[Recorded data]
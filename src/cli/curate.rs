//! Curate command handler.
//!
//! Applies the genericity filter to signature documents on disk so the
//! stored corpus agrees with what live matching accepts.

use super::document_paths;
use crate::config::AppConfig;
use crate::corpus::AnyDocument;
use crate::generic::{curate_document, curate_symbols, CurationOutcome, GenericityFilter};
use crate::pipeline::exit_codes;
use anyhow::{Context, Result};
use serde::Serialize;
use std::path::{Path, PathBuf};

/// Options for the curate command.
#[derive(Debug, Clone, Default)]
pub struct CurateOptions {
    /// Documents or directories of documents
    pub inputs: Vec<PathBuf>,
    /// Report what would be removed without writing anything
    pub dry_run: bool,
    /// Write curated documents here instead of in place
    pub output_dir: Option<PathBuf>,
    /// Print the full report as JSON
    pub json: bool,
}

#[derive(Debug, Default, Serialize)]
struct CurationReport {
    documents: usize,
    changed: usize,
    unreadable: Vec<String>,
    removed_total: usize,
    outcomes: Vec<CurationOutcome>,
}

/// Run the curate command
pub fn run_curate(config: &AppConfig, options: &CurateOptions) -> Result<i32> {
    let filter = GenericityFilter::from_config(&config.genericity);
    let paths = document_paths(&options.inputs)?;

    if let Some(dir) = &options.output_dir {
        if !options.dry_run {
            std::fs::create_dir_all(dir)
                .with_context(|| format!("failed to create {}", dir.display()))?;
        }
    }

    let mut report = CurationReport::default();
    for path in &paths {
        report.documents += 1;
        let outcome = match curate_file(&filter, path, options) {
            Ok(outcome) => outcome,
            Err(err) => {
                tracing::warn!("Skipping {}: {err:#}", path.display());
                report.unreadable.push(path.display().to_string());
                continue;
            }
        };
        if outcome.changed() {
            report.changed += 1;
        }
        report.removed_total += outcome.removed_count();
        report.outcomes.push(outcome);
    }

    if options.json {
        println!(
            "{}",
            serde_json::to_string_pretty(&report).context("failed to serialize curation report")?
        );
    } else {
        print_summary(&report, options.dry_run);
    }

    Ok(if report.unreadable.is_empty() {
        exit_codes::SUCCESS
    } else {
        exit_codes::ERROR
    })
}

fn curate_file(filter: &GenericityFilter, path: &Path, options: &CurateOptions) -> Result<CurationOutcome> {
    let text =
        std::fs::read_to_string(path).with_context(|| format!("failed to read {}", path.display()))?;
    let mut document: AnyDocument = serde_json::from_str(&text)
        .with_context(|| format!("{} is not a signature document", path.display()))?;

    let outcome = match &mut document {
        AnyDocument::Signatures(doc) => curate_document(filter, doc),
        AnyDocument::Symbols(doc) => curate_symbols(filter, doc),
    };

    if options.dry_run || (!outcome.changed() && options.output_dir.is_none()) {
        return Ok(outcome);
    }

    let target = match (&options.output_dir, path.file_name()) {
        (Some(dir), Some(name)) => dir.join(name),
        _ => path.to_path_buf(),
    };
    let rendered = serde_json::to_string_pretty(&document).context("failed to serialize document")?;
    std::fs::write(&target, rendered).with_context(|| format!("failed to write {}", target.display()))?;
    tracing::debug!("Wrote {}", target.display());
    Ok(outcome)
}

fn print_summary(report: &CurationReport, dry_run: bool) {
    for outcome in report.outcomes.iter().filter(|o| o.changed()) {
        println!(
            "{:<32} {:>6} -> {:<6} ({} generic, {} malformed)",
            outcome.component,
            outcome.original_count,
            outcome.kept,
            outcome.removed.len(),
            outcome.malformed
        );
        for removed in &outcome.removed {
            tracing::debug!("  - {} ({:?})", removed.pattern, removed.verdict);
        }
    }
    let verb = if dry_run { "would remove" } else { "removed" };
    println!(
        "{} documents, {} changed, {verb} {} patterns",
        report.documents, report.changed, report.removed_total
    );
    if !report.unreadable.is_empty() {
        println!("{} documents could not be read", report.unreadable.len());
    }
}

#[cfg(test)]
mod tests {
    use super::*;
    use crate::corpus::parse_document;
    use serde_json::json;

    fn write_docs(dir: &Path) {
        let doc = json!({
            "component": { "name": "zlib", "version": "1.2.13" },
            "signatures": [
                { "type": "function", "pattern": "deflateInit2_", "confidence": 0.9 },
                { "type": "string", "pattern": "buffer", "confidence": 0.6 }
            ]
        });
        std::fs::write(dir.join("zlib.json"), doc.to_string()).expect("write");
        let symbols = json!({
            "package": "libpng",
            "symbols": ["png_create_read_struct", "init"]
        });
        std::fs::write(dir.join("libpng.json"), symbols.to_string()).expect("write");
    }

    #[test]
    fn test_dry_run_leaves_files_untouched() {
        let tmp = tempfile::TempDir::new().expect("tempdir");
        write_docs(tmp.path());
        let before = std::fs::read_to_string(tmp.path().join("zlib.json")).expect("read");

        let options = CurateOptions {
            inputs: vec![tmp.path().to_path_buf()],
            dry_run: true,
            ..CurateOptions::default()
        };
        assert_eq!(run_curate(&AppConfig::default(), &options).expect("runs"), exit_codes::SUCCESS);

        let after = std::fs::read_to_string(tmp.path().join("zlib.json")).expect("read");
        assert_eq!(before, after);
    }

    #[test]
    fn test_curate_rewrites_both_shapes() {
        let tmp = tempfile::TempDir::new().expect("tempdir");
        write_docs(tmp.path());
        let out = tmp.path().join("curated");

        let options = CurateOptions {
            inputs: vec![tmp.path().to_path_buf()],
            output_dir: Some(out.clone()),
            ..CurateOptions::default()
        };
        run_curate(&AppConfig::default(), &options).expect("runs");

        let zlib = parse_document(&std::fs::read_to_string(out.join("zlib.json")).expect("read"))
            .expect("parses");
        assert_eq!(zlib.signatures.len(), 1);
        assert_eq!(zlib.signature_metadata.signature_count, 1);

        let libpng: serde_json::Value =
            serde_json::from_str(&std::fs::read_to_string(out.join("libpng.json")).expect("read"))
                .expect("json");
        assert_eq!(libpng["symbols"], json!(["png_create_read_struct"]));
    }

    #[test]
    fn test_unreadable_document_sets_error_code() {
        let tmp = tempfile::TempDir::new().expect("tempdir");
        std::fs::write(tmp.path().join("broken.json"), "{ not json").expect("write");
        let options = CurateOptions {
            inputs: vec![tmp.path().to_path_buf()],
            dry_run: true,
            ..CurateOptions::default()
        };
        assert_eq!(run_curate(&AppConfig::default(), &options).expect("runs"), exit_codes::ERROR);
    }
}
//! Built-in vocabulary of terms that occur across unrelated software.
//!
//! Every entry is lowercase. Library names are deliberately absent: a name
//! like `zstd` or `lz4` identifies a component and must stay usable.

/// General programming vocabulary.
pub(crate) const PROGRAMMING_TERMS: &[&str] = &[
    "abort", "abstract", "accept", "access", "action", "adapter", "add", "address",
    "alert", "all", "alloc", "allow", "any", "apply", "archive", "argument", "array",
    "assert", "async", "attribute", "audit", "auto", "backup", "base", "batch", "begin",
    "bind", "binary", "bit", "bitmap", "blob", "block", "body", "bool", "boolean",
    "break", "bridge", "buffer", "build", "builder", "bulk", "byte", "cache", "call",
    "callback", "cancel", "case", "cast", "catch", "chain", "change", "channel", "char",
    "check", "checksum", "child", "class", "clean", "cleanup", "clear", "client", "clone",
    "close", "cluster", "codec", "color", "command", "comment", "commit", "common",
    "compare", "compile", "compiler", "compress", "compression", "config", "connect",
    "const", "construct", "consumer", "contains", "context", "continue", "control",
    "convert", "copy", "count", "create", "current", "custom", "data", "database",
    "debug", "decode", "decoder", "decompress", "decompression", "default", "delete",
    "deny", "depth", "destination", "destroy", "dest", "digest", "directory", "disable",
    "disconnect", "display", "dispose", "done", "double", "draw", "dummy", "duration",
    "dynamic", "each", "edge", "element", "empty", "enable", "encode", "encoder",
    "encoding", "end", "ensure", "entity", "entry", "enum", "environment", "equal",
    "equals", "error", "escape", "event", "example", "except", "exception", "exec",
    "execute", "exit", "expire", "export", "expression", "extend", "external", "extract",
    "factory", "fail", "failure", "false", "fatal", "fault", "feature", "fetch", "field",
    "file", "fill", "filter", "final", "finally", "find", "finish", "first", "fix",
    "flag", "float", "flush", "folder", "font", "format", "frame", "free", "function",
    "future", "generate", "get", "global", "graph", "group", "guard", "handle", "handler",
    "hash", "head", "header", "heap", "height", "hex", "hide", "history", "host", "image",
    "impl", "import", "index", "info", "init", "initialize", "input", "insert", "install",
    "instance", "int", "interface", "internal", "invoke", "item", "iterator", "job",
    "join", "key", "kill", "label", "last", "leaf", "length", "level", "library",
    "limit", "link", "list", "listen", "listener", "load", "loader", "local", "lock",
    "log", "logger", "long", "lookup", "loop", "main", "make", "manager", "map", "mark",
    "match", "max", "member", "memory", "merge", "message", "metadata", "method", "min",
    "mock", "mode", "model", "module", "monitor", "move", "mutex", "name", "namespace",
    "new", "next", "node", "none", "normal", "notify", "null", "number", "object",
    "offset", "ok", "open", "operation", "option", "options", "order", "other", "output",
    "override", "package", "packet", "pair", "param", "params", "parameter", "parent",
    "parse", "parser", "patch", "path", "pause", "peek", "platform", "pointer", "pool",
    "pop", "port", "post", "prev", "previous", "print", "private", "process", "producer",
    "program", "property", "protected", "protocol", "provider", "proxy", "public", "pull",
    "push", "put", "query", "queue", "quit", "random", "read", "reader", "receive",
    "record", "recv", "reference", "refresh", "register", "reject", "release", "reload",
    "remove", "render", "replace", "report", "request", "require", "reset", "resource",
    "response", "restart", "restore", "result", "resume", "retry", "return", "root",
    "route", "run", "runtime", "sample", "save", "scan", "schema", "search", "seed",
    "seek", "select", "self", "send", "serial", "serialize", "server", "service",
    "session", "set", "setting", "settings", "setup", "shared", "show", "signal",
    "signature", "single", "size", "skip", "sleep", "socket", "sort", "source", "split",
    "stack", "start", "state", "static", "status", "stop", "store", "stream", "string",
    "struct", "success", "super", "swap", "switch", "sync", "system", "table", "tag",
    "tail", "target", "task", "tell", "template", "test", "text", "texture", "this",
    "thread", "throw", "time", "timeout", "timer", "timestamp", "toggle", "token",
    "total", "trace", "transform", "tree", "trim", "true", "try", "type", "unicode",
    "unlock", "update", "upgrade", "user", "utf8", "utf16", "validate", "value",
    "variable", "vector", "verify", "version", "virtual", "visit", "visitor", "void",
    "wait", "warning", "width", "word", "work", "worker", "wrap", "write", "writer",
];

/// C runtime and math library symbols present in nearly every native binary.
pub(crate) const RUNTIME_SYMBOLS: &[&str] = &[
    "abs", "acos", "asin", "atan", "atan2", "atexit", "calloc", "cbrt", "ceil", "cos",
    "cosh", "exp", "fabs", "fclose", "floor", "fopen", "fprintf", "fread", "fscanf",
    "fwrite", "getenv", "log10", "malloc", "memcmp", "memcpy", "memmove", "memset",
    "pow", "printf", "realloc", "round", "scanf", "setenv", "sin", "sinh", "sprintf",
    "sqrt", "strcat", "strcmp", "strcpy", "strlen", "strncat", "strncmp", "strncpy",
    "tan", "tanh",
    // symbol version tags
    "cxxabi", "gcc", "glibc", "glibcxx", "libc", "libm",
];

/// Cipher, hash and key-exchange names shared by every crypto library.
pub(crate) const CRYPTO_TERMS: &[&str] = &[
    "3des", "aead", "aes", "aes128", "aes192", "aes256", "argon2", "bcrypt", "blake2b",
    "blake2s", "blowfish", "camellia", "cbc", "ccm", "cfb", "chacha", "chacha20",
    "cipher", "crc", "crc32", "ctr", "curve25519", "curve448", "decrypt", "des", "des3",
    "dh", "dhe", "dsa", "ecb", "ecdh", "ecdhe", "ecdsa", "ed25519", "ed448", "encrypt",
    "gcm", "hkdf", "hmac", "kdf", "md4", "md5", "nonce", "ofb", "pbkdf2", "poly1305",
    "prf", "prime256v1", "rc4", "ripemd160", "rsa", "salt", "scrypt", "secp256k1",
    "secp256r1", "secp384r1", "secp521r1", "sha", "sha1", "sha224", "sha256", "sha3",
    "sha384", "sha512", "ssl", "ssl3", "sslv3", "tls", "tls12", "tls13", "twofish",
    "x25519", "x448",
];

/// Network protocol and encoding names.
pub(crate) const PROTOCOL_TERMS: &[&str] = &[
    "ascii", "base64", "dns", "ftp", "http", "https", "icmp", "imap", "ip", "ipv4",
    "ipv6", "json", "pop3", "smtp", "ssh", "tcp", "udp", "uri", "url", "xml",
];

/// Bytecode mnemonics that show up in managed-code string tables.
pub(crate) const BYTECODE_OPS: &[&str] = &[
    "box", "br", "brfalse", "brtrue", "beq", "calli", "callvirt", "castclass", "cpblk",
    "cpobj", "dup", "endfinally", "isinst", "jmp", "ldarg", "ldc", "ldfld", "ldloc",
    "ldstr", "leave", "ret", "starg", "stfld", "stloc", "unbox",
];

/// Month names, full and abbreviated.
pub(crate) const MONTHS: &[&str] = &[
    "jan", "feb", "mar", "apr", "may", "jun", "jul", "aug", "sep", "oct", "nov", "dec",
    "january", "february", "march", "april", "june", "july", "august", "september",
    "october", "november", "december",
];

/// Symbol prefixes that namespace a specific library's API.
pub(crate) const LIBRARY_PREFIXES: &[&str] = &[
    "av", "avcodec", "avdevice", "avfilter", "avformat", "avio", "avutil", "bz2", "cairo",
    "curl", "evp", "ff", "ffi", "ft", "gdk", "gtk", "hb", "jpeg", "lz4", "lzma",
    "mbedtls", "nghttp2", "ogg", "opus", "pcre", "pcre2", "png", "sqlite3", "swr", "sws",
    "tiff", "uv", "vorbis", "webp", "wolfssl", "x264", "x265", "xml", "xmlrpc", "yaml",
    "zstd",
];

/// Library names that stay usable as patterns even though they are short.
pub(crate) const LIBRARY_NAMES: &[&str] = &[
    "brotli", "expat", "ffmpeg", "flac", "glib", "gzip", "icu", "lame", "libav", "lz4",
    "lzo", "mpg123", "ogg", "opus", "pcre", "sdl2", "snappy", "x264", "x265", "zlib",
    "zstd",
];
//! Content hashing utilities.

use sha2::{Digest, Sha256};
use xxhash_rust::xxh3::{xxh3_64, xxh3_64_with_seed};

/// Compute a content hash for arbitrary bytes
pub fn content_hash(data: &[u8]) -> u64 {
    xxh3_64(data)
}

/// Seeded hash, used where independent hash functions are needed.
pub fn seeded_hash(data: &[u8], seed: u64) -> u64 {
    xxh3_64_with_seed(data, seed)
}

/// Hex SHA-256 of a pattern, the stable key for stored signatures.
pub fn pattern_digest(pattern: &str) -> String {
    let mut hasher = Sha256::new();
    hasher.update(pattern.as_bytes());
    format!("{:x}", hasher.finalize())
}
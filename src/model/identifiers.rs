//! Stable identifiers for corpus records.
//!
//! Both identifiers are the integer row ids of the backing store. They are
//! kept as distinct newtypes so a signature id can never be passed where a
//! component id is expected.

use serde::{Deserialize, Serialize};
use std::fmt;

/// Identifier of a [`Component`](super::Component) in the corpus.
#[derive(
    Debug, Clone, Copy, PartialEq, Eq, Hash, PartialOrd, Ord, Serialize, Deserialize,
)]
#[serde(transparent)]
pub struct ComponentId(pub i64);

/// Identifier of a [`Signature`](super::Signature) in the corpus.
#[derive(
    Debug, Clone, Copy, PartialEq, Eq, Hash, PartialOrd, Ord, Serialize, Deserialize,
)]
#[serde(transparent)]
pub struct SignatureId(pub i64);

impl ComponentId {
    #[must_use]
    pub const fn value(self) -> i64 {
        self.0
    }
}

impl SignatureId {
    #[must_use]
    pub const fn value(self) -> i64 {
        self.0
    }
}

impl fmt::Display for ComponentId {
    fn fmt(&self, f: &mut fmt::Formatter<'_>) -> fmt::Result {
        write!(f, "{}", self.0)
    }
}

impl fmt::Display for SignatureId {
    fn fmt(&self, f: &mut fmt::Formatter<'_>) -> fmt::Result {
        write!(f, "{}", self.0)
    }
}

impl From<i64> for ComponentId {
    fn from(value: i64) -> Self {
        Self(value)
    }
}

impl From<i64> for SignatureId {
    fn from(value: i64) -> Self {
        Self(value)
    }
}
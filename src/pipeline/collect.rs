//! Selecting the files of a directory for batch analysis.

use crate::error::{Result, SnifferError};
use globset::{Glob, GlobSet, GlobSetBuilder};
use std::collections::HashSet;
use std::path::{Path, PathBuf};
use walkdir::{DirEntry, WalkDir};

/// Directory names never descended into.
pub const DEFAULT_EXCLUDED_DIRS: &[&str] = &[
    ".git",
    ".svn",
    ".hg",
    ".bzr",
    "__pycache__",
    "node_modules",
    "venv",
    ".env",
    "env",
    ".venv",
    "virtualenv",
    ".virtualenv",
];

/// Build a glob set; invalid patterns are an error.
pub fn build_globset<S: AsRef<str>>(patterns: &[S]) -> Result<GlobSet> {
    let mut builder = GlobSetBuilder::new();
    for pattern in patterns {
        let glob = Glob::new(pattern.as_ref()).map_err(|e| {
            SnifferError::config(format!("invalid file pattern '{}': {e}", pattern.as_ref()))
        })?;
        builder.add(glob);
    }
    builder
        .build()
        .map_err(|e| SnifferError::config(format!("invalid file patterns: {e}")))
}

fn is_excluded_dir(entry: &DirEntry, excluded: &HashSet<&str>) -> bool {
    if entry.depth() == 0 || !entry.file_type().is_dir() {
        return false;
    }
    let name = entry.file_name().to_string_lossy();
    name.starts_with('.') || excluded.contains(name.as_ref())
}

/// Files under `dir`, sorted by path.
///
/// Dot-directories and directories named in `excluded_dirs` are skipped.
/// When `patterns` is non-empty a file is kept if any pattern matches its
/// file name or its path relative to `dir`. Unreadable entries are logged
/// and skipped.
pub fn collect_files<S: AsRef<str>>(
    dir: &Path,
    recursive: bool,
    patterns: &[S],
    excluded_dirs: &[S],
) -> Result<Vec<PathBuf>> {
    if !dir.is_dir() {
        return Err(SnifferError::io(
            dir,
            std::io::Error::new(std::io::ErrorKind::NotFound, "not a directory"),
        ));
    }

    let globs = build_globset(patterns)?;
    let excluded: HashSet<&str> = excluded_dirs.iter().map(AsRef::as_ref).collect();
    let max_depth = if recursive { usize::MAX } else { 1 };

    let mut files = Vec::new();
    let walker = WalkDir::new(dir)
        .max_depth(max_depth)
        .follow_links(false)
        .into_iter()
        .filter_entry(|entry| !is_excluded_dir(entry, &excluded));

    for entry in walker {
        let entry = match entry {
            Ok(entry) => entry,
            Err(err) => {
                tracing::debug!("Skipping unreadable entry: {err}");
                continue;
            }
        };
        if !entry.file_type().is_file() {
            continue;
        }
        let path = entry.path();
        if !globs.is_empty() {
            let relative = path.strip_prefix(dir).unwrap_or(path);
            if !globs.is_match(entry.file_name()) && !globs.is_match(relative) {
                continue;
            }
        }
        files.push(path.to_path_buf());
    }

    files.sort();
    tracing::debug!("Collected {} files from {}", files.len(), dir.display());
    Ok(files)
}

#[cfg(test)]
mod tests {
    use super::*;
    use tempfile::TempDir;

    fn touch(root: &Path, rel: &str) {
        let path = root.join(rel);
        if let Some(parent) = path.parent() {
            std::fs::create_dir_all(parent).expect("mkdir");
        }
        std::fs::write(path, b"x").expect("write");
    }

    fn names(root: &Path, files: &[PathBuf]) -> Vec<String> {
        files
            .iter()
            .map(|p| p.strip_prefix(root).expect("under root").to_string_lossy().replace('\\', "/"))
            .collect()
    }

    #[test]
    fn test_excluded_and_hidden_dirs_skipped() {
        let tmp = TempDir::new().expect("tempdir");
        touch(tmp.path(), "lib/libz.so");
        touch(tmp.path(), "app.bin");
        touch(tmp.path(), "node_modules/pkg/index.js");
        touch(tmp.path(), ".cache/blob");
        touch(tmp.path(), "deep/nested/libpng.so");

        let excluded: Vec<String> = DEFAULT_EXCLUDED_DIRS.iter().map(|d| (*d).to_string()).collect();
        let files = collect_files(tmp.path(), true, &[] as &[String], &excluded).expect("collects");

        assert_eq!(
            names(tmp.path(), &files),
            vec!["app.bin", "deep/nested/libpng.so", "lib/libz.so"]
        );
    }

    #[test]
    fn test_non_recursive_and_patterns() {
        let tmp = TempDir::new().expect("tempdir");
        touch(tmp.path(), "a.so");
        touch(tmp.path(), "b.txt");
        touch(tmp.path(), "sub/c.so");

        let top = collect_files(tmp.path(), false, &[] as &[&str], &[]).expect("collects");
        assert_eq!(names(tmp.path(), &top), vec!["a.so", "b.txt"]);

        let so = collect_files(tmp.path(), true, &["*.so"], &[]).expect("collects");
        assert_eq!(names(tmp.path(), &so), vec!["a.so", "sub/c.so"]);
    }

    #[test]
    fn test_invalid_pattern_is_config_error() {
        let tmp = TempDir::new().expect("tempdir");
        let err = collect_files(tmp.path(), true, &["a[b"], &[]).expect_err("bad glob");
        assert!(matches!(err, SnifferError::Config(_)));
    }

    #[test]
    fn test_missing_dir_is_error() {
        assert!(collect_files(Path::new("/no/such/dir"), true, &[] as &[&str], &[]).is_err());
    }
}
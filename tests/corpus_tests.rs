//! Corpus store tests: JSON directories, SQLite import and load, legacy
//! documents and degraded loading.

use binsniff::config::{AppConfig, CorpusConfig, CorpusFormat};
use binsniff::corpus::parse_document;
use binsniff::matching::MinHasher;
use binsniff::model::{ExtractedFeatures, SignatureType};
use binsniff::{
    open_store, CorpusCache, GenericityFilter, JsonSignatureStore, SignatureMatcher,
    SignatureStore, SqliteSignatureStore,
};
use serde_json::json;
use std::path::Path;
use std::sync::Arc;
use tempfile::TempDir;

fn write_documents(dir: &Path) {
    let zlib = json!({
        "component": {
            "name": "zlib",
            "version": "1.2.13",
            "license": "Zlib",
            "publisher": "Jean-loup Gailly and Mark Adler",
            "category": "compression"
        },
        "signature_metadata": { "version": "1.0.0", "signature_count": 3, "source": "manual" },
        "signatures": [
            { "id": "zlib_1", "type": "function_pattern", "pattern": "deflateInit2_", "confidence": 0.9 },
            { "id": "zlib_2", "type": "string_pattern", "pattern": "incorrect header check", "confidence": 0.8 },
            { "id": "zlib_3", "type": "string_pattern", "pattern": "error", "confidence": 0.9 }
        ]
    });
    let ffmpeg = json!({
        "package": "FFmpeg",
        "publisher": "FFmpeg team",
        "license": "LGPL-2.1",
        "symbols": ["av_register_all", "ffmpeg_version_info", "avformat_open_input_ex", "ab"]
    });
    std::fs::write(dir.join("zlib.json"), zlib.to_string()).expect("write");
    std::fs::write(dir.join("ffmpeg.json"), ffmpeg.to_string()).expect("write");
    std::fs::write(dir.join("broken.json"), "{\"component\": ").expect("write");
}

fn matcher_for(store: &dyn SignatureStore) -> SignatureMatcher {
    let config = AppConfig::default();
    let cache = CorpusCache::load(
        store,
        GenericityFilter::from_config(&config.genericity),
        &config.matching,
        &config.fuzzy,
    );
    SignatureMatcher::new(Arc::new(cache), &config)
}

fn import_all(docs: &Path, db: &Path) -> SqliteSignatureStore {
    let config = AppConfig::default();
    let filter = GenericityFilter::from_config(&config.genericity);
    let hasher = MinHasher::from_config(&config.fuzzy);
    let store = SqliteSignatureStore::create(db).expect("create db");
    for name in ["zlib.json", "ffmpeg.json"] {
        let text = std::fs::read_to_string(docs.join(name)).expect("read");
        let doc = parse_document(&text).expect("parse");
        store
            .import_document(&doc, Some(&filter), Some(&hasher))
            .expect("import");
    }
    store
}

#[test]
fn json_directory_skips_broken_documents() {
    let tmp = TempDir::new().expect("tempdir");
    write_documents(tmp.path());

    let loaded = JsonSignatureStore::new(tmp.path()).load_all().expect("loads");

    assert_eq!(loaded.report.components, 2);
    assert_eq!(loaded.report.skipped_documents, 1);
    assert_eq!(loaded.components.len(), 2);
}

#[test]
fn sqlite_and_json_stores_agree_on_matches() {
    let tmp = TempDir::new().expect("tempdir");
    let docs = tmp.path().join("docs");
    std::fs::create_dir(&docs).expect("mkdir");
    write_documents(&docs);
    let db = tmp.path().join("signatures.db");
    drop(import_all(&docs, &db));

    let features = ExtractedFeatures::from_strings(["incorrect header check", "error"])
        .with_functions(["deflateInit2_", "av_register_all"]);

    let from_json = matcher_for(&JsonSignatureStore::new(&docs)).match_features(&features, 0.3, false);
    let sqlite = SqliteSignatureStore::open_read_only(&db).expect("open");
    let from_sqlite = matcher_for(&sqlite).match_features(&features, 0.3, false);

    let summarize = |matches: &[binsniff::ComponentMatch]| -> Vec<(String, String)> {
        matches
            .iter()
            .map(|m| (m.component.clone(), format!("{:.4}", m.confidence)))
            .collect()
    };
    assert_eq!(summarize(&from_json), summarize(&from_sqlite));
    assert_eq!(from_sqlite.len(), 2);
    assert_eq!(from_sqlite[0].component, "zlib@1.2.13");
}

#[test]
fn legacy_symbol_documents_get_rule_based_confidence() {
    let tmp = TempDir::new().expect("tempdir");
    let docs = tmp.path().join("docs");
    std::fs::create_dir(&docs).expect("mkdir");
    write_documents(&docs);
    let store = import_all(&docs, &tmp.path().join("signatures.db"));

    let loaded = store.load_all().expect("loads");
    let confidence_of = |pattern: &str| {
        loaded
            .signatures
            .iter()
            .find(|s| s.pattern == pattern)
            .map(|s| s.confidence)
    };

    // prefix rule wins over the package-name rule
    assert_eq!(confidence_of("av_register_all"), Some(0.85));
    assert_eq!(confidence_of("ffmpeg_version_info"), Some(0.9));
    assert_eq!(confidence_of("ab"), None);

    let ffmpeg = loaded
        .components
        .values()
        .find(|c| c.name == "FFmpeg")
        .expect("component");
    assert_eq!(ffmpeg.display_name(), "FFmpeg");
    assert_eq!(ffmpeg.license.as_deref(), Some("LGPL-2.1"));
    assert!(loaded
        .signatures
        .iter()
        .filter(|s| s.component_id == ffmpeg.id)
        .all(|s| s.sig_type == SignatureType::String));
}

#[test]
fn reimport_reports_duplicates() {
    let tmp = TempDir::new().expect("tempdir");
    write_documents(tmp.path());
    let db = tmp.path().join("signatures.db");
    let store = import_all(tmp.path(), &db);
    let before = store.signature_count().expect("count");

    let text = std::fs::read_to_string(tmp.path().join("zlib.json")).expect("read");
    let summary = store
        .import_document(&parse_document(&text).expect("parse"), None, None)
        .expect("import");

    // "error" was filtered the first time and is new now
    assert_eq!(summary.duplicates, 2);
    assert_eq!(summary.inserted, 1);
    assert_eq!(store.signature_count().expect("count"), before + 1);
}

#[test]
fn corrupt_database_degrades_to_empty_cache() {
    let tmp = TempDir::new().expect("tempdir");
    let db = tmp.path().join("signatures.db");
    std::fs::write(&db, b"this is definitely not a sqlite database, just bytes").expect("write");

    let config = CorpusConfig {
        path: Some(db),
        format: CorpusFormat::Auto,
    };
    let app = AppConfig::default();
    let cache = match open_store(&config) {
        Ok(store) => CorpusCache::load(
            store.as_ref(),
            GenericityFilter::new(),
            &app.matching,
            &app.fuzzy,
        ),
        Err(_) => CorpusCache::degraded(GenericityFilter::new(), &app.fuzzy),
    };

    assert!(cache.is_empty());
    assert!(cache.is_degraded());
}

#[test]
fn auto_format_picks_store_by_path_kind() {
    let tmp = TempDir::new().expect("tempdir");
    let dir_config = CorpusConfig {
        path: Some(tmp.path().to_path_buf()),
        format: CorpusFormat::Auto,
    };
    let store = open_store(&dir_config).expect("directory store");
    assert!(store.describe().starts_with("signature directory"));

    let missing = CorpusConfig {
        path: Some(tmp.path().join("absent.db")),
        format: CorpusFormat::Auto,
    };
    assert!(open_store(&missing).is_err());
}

Work to complete: Look through the data above for the string "index" and copy every line where it appears.

Solved exercise:
    "impl", "import", "index", "info", "init", "initialize", "input", "insert", "install",
        touch(tmp.path(), "node_modules/pkg/index.js");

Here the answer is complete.